Data listing:
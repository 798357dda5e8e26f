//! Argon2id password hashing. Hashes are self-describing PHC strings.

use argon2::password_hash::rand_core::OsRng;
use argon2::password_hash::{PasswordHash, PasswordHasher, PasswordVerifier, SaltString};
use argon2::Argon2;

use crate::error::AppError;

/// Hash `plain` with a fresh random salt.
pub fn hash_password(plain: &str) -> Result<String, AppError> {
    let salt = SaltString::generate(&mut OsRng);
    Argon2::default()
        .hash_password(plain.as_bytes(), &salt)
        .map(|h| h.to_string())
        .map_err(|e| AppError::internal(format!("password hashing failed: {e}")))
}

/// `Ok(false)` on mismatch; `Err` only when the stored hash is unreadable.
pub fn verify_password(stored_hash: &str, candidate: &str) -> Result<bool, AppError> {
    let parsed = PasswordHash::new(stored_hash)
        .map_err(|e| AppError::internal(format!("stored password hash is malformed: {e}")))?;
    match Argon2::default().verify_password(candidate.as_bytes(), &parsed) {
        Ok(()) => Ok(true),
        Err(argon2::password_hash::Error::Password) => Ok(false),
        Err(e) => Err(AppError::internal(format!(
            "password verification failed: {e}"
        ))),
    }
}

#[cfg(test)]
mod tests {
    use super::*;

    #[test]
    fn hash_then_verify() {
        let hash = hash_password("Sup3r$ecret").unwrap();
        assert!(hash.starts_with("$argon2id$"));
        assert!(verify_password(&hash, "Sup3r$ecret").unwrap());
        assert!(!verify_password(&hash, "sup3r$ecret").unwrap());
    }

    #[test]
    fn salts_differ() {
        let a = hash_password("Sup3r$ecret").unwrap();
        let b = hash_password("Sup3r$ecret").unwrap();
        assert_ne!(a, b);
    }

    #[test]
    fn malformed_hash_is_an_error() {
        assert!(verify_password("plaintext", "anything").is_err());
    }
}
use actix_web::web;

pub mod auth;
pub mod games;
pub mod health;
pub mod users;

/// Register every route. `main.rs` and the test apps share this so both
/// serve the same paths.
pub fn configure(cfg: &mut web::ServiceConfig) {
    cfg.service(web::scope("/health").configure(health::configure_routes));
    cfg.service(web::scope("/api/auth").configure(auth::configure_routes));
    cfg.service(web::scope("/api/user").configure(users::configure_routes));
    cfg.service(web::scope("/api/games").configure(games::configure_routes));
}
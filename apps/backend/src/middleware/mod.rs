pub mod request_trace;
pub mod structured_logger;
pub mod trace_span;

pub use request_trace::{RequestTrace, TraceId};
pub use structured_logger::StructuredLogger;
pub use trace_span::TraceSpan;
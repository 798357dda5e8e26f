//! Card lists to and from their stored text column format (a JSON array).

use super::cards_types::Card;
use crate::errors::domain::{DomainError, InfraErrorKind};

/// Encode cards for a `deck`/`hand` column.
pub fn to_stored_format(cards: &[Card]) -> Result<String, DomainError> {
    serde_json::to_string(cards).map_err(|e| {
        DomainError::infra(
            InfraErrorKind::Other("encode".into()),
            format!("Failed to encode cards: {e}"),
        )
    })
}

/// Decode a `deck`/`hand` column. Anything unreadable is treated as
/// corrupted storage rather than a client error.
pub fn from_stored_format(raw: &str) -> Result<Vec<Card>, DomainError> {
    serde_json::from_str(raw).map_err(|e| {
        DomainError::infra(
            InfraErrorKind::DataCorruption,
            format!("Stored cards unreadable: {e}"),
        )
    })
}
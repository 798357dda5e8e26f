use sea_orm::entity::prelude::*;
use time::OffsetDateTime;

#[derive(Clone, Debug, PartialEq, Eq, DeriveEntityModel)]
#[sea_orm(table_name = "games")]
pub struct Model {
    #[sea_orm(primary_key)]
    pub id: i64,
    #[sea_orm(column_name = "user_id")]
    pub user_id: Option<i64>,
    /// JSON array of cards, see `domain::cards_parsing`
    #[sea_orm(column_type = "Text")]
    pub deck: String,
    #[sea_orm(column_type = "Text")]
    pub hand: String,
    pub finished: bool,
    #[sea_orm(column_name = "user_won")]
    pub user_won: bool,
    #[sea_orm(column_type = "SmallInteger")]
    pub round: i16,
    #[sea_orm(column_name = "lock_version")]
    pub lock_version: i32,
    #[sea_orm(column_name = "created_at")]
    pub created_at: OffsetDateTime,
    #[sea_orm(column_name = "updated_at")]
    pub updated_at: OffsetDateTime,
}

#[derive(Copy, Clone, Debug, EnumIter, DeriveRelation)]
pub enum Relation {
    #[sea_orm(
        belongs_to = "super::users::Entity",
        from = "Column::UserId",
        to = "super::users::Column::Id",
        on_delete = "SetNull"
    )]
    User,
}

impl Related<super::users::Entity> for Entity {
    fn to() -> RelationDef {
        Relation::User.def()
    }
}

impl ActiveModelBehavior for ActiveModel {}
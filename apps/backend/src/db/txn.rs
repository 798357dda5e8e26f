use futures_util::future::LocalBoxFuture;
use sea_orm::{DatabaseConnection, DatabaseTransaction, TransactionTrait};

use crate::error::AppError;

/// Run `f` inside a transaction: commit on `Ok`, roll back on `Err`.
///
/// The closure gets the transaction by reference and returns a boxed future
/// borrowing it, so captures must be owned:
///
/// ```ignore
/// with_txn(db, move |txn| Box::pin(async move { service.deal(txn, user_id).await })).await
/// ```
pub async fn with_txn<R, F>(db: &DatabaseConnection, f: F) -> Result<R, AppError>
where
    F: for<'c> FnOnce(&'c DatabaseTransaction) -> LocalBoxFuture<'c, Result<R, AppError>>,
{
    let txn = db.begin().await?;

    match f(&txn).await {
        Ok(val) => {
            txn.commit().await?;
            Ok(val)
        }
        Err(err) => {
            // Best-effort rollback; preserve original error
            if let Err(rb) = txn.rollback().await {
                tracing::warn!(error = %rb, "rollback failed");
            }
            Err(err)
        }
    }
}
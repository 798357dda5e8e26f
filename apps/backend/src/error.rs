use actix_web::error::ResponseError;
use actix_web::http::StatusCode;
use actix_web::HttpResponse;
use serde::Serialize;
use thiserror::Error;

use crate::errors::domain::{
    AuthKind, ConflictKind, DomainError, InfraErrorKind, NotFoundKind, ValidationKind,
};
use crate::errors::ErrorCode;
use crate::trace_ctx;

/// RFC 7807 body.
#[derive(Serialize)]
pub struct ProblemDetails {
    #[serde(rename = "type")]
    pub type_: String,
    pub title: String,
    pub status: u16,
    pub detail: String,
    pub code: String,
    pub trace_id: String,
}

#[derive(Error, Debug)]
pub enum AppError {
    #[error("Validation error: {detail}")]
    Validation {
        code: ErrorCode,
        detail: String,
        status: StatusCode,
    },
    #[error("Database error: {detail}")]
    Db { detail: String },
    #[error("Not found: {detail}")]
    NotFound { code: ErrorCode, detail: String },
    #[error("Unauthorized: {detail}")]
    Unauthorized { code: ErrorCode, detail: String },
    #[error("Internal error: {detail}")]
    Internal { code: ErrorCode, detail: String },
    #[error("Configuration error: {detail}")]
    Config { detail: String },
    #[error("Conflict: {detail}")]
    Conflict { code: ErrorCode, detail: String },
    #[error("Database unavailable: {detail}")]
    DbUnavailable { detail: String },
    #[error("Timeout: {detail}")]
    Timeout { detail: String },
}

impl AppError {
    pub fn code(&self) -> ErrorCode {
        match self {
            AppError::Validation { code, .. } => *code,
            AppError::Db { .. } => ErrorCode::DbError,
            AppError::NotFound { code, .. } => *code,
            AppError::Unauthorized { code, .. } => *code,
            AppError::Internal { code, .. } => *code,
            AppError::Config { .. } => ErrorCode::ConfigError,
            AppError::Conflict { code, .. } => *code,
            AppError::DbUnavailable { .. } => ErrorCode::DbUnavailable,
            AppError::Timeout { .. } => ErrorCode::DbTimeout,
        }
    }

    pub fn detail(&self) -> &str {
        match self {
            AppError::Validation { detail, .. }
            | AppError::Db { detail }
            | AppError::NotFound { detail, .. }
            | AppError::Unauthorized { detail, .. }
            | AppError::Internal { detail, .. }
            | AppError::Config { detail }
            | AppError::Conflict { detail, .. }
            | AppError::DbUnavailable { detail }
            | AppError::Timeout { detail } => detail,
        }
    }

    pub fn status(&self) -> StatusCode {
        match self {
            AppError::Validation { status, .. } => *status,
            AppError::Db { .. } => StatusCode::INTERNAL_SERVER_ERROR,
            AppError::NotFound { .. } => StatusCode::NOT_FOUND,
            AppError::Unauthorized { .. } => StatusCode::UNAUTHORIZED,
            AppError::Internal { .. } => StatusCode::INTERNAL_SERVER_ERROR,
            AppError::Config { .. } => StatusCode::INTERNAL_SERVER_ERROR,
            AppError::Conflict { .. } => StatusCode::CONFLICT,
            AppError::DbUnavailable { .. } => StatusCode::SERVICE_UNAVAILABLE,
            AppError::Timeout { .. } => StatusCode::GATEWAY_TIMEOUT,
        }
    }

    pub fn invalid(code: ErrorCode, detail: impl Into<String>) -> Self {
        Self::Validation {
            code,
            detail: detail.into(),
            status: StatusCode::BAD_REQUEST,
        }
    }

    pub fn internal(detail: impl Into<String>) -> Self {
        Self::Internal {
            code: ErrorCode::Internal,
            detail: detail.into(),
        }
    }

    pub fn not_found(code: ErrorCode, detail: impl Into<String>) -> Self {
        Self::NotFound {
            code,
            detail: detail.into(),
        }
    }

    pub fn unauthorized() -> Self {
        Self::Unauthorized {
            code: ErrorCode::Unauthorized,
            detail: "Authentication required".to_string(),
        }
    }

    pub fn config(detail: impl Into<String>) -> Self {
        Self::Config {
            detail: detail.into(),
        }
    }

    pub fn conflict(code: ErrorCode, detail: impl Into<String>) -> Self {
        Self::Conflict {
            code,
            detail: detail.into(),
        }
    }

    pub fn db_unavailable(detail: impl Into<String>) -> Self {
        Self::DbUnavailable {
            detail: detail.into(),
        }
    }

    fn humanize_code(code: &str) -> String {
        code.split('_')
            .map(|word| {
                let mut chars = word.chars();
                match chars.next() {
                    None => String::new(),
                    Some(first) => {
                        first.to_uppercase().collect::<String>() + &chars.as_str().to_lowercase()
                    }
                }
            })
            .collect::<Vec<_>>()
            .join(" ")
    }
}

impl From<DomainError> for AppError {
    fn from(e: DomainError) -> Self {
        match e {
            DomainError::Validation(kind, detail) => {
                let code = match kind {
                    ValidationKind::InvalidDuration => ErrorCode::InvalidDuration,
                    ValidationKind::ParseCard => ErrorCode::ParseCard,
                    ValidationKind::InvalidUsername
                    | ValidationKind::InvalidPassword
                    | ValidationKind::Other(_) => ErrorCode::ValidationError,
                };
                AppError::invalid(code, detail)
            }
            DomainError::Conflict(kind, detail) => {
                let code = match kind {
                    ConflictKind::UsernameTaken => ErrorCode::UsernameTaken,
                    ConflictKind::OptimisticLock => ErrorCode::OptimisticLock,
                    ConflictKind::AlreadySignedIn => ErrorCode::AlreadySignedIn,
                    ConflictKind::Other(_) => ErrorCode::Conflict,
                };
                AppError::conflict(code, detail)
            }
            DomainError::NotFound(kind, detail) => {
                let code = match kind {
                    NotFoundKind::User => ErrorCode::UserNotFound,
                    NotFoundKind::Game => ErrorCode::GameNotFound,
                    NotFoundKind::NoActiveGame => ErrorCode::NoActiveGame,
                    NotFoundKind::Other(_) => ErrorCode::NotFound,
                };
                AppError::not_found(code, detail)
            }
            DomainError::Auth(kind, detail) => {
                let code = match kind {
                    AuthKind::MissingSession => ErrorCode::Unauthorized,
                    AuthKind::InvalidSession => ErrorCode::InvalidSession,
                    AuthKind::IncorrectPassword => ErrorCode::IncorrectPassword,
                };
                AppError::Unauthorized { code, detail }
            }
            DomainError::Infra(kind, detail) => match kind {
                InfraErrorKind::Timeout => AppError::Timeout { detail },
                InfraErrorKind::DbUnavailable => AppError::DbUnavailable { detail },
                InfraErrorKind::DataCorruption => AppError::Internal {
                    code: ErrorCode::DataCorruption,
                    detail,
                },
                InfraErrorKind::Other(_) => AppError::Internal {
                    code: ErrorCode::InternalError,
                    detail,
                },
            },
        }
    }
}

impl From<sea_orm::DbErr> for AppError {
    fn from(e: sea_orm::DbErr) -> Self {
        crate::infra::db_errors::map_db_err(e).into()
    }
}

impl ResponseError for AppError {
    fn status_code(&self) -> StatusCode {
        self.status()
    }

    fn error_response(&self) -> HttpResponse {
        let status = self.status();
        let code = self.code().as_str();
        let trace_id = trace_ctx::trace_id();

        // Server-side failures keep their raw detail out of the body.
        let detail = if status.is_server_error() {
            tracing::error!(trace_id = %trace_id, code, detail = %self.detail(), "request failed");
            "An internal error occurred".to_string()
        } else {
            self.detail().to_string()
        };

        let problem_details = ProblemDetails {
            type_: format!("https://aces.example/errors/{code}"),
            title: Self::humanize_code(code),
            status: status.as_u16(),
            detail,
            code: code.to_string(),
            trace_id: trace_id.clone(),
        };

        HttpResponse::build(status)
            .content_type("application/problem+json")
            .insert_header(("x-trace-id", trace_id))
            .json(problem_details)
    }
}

---

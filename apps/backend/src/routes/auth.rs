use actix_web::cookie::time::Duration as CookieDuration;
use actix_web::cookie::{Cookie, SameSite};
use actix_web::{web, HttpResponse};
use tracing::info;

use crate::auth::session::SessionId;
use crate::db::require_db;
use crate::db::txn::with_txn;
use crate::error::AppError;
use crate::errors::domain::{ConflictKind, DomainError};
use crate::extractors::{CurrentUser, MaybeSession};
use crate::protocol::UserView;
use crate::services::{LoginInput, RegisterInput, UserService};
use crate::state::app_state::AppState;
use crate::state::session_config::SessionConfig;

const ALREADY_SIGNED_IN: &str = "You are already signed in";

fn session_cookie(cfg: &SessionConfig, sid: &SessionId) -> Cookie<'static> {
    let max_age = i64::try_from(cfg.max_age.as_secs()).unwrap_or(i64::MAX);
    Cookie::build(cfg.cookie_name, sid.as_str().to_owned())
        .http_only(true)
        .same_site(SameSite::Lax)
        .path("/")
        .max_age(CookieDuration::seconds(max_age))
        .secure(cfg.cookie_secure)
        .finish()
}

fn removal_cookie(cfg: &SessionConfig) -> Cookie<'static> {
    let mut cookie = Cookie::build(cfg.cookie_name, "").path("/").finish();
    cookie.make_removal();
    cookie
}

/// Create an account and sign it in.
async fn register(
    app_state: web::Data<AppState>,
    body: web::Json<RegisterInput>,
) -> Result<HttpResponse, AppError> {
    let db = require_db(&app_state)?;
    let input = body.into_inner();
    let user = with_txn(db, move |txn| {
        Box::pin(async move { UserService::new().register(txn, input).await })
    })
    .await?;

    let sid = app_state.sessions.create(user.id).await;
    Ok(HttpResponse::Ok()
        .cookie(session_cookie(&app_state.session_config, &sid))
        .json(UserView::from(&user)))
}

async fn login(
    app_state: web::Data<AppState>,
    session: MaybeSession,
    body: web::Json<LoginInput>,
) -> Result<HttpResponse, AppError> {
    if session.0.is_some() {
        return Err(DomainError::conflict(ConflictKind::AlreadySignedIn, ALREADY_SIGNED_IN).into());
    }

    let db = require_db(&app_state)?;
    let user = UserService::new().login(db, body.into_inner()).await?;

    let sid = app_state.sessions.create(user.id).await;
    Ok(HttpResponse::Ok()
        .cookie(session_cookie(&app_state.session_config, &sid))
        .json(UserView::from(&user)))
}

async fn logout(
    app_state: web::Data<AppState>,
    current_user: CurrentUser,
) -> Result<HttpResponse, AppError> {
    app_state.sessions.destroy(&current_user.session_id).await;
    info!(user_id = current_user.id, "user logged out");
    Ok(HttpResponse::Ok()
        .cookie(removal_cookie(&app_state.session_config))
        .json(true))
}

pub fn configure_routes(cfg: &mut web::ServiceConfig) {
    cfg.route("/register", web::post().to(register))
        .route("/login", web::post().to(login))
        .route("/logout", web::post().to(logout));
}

Prompt: Search the data for the word "false" and copy each line where it appears.

Solution for this task:
/// `Ok(false)` on mismatch; `Err` only when the stored hash is unreadable.
        Err(argon2::password_hash::Error::Password) => Ok(false),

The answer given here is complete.